* [TASK REQUIREMENTS] From the entries below, pull out each line where "HashSet" appears.

* [SOURCE MATERIAL]
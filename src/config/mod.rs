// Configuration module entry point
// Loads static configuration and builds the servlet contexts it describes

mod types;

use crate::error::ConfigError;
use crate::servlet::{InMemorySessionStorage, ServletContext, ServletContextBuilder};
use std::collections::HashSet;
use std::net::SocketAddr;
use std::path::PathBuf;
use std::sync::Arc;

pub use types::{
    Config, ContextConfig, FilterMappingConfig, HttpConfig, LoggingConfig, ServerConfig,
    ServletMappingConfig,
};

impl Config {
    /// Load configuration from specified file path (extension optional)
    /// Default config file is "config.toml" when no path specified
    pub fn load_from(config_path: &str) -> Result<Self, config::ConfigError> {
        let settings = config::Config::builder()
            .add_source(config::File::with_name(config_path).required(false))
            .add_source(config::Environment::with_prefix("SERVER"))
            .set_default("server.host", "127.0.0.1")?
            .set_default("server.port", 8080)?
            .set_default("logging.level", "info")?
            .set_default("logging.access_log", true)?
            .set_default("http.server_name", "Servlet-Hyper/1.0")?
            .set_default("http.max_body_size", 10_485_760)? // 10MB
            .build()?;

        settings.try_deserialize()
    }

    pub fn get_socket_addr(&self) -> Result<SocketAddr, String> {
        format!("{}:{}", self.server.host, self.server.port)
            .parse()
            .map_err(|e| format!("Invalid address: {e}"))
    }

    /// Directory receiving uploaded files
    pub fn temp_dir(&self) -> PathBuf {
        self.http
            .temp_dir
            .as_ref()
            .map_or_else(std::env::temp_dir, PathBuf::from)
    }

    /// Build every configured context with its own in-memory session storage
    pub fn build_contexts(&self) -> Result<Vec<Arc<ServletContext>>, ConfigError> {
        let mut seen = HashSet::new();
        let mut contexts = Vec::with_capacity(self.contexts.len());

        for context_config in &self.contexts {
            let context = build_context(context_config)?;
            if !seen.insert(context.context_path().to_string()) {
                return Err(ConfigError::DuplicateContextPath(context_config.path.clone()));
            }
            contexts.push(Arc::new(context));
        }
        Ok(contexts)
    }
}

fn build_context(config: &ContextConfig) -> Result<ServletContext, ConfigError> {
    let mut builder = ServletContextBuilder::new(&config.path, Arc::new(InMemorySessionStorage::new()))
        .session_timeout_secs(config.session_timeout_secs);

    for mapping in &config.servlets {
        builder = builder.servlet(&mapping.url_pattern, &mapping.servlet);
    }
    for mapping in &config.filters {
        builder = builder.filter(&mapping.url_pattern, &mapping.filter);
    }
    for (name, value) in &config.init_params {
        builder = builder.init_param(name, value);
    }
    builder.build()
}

* [TASK ANSWER]
use std::collections::HashSet;
        let mut seen = HashSet::new();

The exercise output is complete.